Output only the lines from the start of the entries through the line holding "use super::*;". Each line must match the original exactly.

▼

//! Repository discovery.
//!
//! Walks a directory tree down to a bounded depth and yields every directory
//! that directly contains git metadata. Discovery is best-effort: unreadable
//! directories are skipped and a missing root yields nothing.
//!
//! The walk is blocking; async callers should run it on
//! `tokio::task::spawn_blocking`.

use std::path::{Path, PathBuf};

use tracing::{debug, info};
use walkdir::WalkDir;

use crate::error::{FleetError, FleetResult};

/// Name of the git metadata entry that marks a repository root.
pub const GIT_MARKER: &str = ".git";

/// True when `dir` directly contains a `.git` directory or gitfile.
pub fn is_repository_root(dir: &Path) -> bool {
    dir.join(GIT_MARKER).exists()
}

/// Find repository roots under `root`, descending at most `max_depth`
/// levels below it.
///
/// Directories deeper than `max_depth` are never read. A repository root
/// does not stop the descent, so nested repositories are reported too.
/// Siblings are visited in file-name order.
pub fn discover(root: &Path, max_depth: usize) -> Vec<PathBuf> {
    let walker = WalkDir::new(root)
        .max_depth(max_depth)
        .follow_links(false)
        .sort_by_file_name();

    let mut repos = Vec::new();
    for entry in walker
        .into_iter()
        .filter_entry(|e| e.file_type().is_dir() && e.file_name() != GIT_MARKER)
    {
        let entry = match entry {
            Ok(entry) => entry,
            Err(err) => {
                debug!(error = %err, "skipping unreadable directory");
                continue;
            }
        };
        if is_repository_root(entry.path()) {
            repos.push(entry.into_path());
        }
    }

    info!(root = %root.display(), max_depth, found = repos.len(), "discovery finished");
    repos
}

/// Check an operator-supplied scan root and return its canonical form.
pub fn validate_root(root: &Path) -> FleetResult<PathBuf> {
    let canonical = root.canonicalize().map_err(|e| FleetError::InvalidRoot {
        path: root.to_path_buf(),
        reason: e.to_string(),
    })?;
    if !canonical.is_dir() {
        return Err(FleetError::InvalidRoot {
            path: root.to_path_buf(),
            reason: "not a directory".to_string(),
        });
    }
    Ok(canonical)
}

#[cfg(test)]
mod tests {
    use super::*;
    use std::collections::HashSet;
    use std::fs;

    fn make_repo(root: &Path, rel: &str) -> PathBuf {
        let dir = if rel.is_empty() {
            root.to_path_buf()
        } else {
            root.join(rel)
        };
        fs::create_dir_all(dir.join(GIT_MARKER)).unwrap();
        dir
    }

    fn as_set(paths: Vec<PathBuf>) -> HashSet<PathBuf> {
        paths.into_iter().collect()
    }

    fn depth_below(root: &Path, path: &Path) -> usize {
        path.strip_prefix(root).unwrap().components().count()
    }

    #[test]
    fn test_depth_bound_prunes_deep_repositories() {
        let tmp = tempfile::tempdir().unwrap();
        let root = tmp.path();
        let d0 = make_repo(root, "");
        let d1 = make_repo(root, "service");
        make_repo(root, "group/team/deep");

        let found = as_set(discover(root, 2));
        assert_eq!(found, HashSet::from([d0, d1]));
    }

    #[test]
    fn test_no_result_deeper_than_max_depth() {
        let tmp = tempfile::tempdir().unwrap();
        let root = tmp.path();
        for rel in ["a", "a/b", "a/b/c", "x/y/z/w", "m/n"] {
            make_repo(root, rel);
        }
        for max_depth in 0..5 {
            for path in discover(root, max_depth) {
                assert!(depth_below(root, &path) <= max_depth);
                assert!(path.join(GIT_MARKER).exists());
            }
        }
        assert_eq!(discover(root, 4).len(), 5);
    }

    #[test]
    fn test_nested_repositories_are_discovered() {
        let tmp = tempfile::tempdir().unwrap();
        let outer = make_repo(tmp.path(), "outer");
        let inner = make_repo(tmp.path(), "outer/vendor/inner");

        let found = as_set(discover(tmp.path(), 3));
        assert!(found.contains(&outer));
        assert!(found.contains(&inner));
    }

    #[test]
    fn test_gitfile_marks_repository() {
        let tmp = tempfile::tempdir().unwrap();
        let sub = tmp.path().join("submodule");
        fs::create_dir_all(&sub).unwrap();
        fs::write(sub.join(GIT_MARKER), "gitdir: ../.git/modules/submodule\n").unwrap();

        assert_eq!(discover(tmp.path(), 1), vec![sub]);
    }

    #[test]
    fn test_plain_directories_are_not_repositories() {
        let tmp = tempfile::tempdir().unwrap();
        fs::create_dir_all(tmp.path().join("docs/git")).unwrap();
        fs::write(tmp.path().join("README"), "x").unwrap();
        assert!(discover(tmp.path(), 3).is_empty());
    }

    #[test]
    fn test_missing_root_yields_empty() {
        let tmp = tempfile::tempdir().unwrap();
        assert!(discover(&tmp.path().join("missing"), 2).is_empty());
    }

    #[cfg(unix)]
    #[test]
    fn test_unreadable_subtree_does_not_stop_siblings() {
        use std::os::unix::fs::PermissionsExt;

        let tmp = tempfile::tempdir().unwrap();
        let root = tmp.path();
        let before = make_repo(root, "a");
        let hidden = make_repo(root, "locked/inner");
        let after = make_repo(root, "z");
        let locked = root.join("locked");

        fs::set_permissions(&locked, fs::Permissions::from_mode(0o000)).unwrap();
        // Root ignores directory permissions.
        let readable_anyway = fs::read_dir(&locked).is_ok();
        let found = discover(root, 2);
        fs::set_permissions(&locked, fs::Permissions::from_mode(0o755)).unwrap();

        assert!(found.contains(&before), "{found:?}");
        assert!(found.contains(&after), "{found:?}");
        if !readable_anyway {
            assert!(!found.contains(&hidden), "{found:?}");
        }
    }

    #[cfg(unix)]
    #[test]
    fn test_walk_errors_are_skipped() {
        let tmp = tempfile::tempdir().unwrap();
        let dangling = tmp.path().join("gone");
        std::os::unix::fs::symlink(tmp.path().join("missing"), &dangling).unwrap();
        // The root link is followed and fails to resolve.
        assert!(discover(&dangling, 2).is_empty());

        // A dangling link among repositories is neither an error nor a result.
        let repo = make_repo(tmp.path(), "svc");
        let found = discover(tmp.path(), 1);
        assert_eq!(found, vec![repo]);
    }

    #[test]
    fn test_discover_is_idempotent() {
        let tmp = tempfile::tempdir().unwrap();
        for rel in ["b", "a", "c/d"] {
            make_repo(tmp.path(), rel);
        }
        let first = discover(tmp.path(), 2);
        let second = discover(tmp.path(), 2);
        assert_eq!(as_set(first), as_set(second));
    }

    #[test]
    fn test_validate_root_rejects_missing_and_files() {
        let tmp = tempfile::tempdir().unwrap();
        let file = tmp.path().join("file.txt");
        fs::write(&file, "x").unwrap();

        assert!(matches!(
            validate_root(&tmp.path().join("nope")),
            Err(FleetError::InvalidRoot { .. })
        ));
        assert!(matches!(validate_root(&file), Err(FleetError::InvalidRoot { .. })));
        assert!(validate_root(tmp.path()).unwrap().is_absolute());
    }
}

▲

> _Exercise solution_:
//! Repository discovery.
//!
//! Walks a directory tree down to a bounded depth and yields every directory
//! that directly contains git metadata. Discovery is best-effort: unreadable
//! directories are skipped and a missing root yields nothing.
//!
//! The walk is blocking; async callers should run it on
//! `tokio::task::spawn_blocking`.

use std::path::{Path, PathBuf};

use tracing::{debug, info};
use walkdir::WalkDir;

use crate::error::{FleetError, FleetResult};

/// Name of the git metadata entry that marks a repository root.
pub const GIT_MARKER: &str = ".git";

/// True when `dir` directly contains a `.git` directory or gitfile.
pub fn is_repository_root(dir: &Path) -> bool {
    dir.join(GIT_MARKER).exists()
}

/// Find repository roots under `root`, descending at most `max_depth`
/// levels below it.
///
/// Directories deeper than `max_depth` are never read. A repository root
/// does not stop the descent, so nested repositories are reported too.
/// Siblings are visited in file-name order.
pub fn discover(root: &Path, max_depth: usize) -> Vec<PathBuf> {
    let walker = WalkDir::new(root)
        .max_depth(max_depth)
        .follow_links(false)
        .sort_by_file_name();

    let mut repos = Vec::new();
    for entry in walker
        .into_iter()
        .filter_entry(|e| e.file_type().is_dir() && e.file_name() != GIT_MARKER)
    {
        let entry = match entry {
            Ok(entry) => entry,
            Err(err) => {
                debug!(error = %err, "skipping unreadable directory");
                continue;
            }
        };
        if is_repository_root(entry.path()) {
            repos.push(entry.into_path());
        }
    }

    info!(root = %root.display(), max_depth, found = repos.len(), "discovery finished");
    repos
}

/// Check an operator-supplied scan root and return its canonical form.
pub fn validate_root(root: &Path) -> FleetResult<PathBuf> {
    let canonical = root.canonicalize().map_err(|e| FleetError::InvalidRoot {
        path: root.to_path_buf(),
        reason: e.to_string(),
    })?;
    if !canonical.is_dir() {
        return Err(FleetError::InvalidRoot {
            path: root.to_path_buf(),
            reason: "not a directory".to_string(),
        });
    }
    Ok(canonical)
}

#[cfg(test)]
mod tests {
    use super::*;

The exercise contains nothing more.